Records shown section start

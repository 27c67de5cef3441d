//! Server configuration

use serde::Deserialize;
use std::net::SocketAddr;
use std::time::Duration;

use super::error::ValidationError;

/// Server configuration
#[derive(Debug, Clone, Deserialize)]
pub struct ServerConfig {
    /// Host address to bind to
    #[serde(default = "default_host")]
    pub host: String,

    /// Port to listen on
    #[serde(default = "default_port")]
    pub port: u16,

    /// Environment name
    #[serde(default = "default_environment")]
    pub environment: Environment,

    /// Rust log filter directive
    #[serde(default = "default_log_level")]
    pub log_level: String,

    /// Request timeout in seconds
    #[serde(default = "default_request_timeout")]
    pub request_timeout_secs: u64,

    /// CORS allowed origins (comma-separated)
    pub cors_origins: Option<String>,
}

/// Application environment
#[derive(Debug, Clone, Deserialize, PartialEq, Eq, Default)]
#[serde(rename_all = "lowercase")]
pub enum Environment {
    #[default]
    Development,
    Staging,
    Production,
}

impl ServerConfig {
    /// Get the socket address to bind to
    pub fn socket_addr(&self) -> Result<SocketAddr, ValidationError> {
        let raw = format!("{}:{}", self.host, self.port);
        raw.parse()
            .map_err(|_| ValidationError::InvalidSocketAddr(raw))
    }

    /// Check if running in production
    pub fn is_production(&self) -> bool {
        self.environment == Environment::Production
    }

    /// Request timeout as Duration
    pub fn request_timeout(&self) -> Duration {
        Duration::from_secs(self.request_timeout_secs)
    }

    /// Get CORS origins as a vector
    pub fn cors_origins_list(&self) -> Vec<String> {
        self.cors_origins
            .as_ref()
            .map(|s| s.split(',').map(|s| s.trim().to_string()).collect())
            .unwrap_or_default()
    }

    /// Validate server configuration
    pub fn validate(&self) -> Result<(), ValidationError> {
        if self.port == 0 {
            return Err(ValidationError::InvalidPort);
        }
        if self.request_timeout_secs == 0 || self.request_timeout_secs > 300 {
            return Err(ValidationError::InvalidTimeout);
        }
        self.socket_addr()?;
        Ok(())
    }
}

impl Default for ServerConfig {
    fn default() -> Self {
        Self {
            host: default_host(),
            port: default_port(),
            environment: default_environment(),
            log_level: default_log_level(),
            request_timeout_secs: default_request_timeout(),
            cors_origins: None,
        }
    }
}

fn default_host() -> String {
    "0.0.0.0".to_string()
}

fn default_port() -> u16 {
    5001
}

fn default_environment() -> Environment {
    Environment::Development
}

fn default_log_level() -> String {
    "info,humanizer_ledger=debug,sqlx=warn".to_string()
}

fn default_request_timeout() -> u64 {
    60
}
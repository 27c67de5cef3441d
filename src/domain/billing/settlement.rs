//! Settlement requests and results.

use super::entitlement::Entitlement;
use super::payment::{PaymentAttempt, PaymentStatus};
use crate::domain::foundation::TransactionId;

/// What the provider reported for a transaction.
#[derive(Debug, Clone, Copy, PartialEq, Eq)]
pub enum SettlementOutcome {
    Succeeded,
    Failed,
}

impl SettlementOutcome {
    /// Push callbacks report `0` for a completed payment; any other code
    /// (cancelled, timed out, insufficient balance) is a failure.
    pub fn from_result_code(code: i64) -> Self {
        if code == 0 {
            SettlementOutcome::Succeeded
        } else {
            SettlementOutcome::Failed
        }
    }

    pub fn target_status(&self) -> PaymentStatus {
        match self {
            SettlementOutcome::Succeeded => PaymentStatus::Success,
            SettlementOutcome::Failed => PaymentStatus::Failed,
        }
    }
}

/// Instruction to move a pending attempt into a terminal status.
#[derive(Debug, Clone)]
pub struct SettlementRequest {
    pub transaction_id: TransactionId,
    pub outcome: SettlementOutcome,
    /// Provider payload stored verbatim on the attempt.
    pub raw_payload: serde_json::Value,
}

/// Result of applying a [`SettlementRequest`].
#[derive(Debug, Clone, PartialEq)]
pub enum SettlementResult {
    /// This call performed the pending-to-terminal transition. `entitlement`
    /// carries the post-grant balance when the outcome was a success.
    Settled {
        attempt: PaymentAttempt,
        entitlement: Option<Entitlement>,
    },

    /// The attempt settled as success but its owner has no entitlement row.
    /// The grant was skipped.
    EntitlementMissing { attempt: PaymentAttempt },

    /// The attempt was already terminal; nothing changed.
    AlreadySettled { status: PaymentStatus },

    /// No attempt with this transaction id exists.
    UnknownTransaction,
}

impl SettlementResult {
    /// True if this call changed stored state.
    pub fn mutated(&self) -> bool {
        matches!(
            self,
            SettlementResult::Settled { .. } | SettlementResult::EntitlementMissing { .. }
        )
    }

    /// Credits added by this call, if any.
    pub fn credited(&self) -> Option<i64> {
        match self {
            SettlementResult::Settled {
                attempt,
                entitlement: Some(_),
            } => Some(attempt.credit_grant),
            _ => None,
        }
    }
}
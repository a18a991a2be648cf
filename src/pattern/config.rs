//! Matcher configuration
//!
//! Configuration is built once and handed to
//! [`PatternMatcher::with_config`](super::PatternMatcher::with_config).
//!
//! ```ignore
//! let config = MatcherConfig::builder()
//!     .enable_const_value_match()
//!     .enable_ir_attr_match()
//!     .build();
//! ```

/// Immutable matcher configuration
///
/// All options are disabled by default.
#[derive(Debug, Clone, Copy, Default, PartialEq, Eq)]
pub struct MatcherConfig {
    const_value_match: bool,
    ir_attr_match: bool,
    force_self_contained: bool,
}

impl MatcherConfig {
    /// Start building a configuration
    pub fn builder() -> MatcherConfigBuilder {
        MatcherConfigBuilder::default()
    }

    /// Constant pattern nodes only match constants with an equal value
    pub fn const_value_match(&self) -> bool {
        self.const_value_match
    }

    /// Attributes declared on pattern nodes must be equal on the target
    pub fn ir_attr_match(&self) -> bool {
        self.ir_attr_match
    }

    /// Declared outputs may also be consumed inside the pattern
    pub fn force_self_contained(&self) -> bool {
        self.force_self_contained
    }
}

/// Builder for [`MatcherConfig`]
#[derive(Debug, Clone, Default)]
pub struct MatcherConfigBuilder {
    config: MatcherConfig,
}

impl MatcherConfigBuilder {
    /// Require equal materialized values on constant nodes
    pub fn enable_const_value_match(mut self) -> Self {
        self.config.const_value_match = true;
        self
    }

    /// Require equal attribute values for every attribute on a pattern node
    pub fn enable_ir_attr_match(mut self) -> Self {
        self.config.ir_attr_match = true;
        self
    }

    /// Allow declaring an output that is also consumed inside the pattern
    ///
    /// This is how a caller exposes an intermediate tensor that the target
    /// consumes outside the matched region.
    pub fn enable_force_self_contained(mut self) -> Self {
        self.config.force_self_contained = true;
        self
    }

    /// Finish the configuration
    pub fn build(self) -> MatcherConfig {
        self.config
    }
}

Records shown section end

— The task —
Only an exact transcription of all the entries will do.

— Task output —
repository 27c67de5cef3441d
//! Server configuration

use serde::Deserialize;
use std::net::SocketAddr;
use std::time::Duration;

use super::error::ValidationError;

/// Server configuration
#[derive(Debug, Clone, Deserialize)]
pub struct ServerConfig {
    /// Host address to bind to
    #[serde(default = "default_host")]
    pub host: String,

    /// Port to listen on
    #[serde(default = "default_port")]
    pub port: u16,

    /// Environment name
    #[serde(default = "default_environment")]
    pub environment: Environment,

    /// Rust log filter directive
    #[serde(default = "default_log_level")]
    pub log_level: String,

    /// Request timeout in seconds
    #[serde(default = "default_request_timeout")]
    pub request_timeout_secs: u64,

    /// CORS allowed origins (comma-separated)
    pub cors_origins: Option<String>,
}

/// Application environment
#[derive(Debug, Clone, Deserialize, PartialEq, Eq, Default)]
#[serde(rename_all = "lowercase")]
pub enum Environment {
    #[default]
    Development,
    Staging,
    Production,
}

impl ServerConfig {
    /// Get the socket address to bind to
    pub fn socket_addr(&self) -> Result<SocketAddr, ValidationError> {
        let raw = format!("{}:{}", self.host, self.port);
        raw.parse()
            .map_err(|_| ValidationError::InvalidSocketAddr(raw))
    }

    /// Check if running in production
    pub fn is_production(&self) -> bool {
        self.environment == Environment::Production
    }

    /// Request timeout as Duration
    pub fn request_timeout(&self) -> Duration {
        Duration::from_secs(self.request_timeout_secs)
    }

    /// Get CORS origins as a vector
    pub fn cors_origins_list(&self) -> Vec<String> {
        self.cors_origins
            .as_ref()
            .map(|s| s.split(',').map(|s| s.trim().to_string()).collect())
            .unwrap_or_default()
    }

    /// Validate server configuration
    pub fn validate(&self) -> Result<(), ValidationError> {
        if self.port == 0 {
            return Err(ValidationError::InvalidPort);
        }
        if self.request_timeout_secs == 0 || self.request_timeout_secs > 300 {
            return Err(ValidationError::InvalidTimeout);
        }
        self.socket_addr()?;
        Ok(())
    }
}

impl Default for ServerConfig {
    fn default() -> Self {
        Self {
            host: default_host(),
            port: default_port(),
            environment: default_environment(),
            log_level: default_log_level(),
            request_timeout_secs: default_request_timeout(),
            cors_origins: None,
        }
    }
}

fn default_host() -> String {
    "0.0.0.0".to_string()
}

fn default_port() -> u16 {
    5001
}

fn default_environment() -> Environment {
    Environment::Development
}

fn default_log_level() -> String {
    "info,humanizer_ledger=debug,sqlx=warn".to_string()
}

fn default_request_timeout() -> u64 {
    60
}
repository 27c67de5cef3441d
filename src/domain/billing/settlement.rs
//! Settlement requests and results.

use super::entitlement::Entitlement;
use super::payment::{PaymentAttempt, PaymentStatus};
use crate::domain::foundation::TransactionId;

/// What the provider reported for a transaction.
#[derive(Debug, Clone, Copy, PartialEq, Eq)]
pub enum SettlementOutcome {
    Succeeded,
    Failed,
}

impl SettlementOutcome {
    /// Push callbacks report `0` for a completed payment; any other code
    /// (cancelled, timed out, insufficient balance) is a failure.
    pub fn from_result_code(code: i64) -> Self {
        if code == 0 {
            SettlementOutcome::Succeeded
        } else {
            SettlementOutcome::Failed
        }
    }

    pub fn target_status(&self) -> PaymentStatus {
        match self {
            SettlementOutcome::Succeeded => PaymentStatus::Success,
            SettlementOutcome::Failed => PaymentStatus::Failed,
        }
    }
}

/// Instruction to move a pending attempt into a terminal status.
#[derive(Debug, Clone)]
pub struct SettlementRequest {
    pub transaction_id: TransactionId,
    pub outcome: SettlementOutcome,
    /// Provider payload stored verbatim on the attempt.
    pub raw_payload: serde_json::Value,
}

/// Result of applying a [`SettlementRequest`].
#[derive(Debug, Clone, PartialEq)]
pub enum SettlementResult {
    /// This call performed the pending-to-terminal transition. `entitlement`
    /// carries the post-grant balance when the outcome was a success.
    Settled {
        attempt: PaymentAttempt,
        entitlement: Option<Entitlement>,
    },

    /// The attempt settled as success but its owner has no entitlement row.
    /// The grant was skipped.
    EntitlementMissing { attempt: PaymentAttempt },

    /// The attempt was already terminal; nothing changed.
    AlreadySettled { status: PaymentStatus },

    /// No attempt with this transaction id exists.
    UnknownTransaction,
}

impl SettlementResult {
    /// True if this call changed stored state.
    pub fn mutated(&self) -> bool {
        matches!(
            self,
            SettlementResult::Settled { .. } | SettlementResult::EntitlementMissing { .. }
        )
    }

    /// Credits added by this call, if any.
    pub fn credited(&self) -> Option<i64> {
        match self {
            SettlementResult::Settled {
                attempt,
                entitlement: Some(_),
            } => Some(attempt.credit_grant),
            _ => None,
        }
    }
}
repository a18a991a2be648cf
filename src/pattern/config.rs
//! Matcher configuration
//!
//! Configuration is built once and handed to
//! [`PatternMatcher::with_config`](super::PatternMatcher::with_config).
//!
//! ```ignore
//! let config = MatcherConfig::builder()
//!     .enable_const_value_match()
//!     .enable_ir_attr_match()
//!     .build();
//! ```

/// Immutable matcher configuration
///
/// All options are disabled by default.
#[derive(Debug, Clone, Copy, Default, PartialEq, Eq)]
pub struct MatcherConfig {
    const_value_match: bool,
    ir_attr_match: bool,
    force_self_contained: bool,
}

impl MatcherConfig {
    /// Start building a configuration
    pub fn builder() -> MatcherConfigBuilder {
        MatcherConfigBuilder::default()
    }

    /// Constant pattern nodes only match constants with an equal value
    pub fn const_value_match(&self) -> bool {
        self.const_value_match
    }

    /// Attributes declared on pattern nodes must be equal on the target
    pub fn ir_attr_match(&self) -> bool {
        self.ir_attr_match
    }

    /// Declared outputs may also be consumed inside the pattern
    pub fn force_self_contained(&self) -> bool {
        self.force_self_contained
    }
}

/// Builder for [`MatcherConfig`]
#[derive(Debug, Clone, Default)]
pub struct MatcherConfigBuilder {
    config: MatcherConfig,
}

impl MatcherConfigBuilder {
    /// Require equal materialized values on constant nodes
    pub fn enable_const_value_match(mut self) -> Self {
        self.config.const_value_match = true;
        self
    }

    /// Require equal attribute values for every attribute on a pattern node
    pub fn enable_ir_attr_match(mut self) -> Self {
        self.config.ir_attr_match = true;
        self
    }

    /// Allow declaring an output that is also consumed inside the pattern
    ///
    /// This is how a caller exposes an intermediate tensor that the target
    /// consumes outside the matched region.
    pub fn enable_force_self_contained(mut self) -> Self {
        self.config.force_self_contained = true;
        self
    }

    /// Finish the configuration
    pub fn build(self) -> MatcherConfig {
        self.config
    }
}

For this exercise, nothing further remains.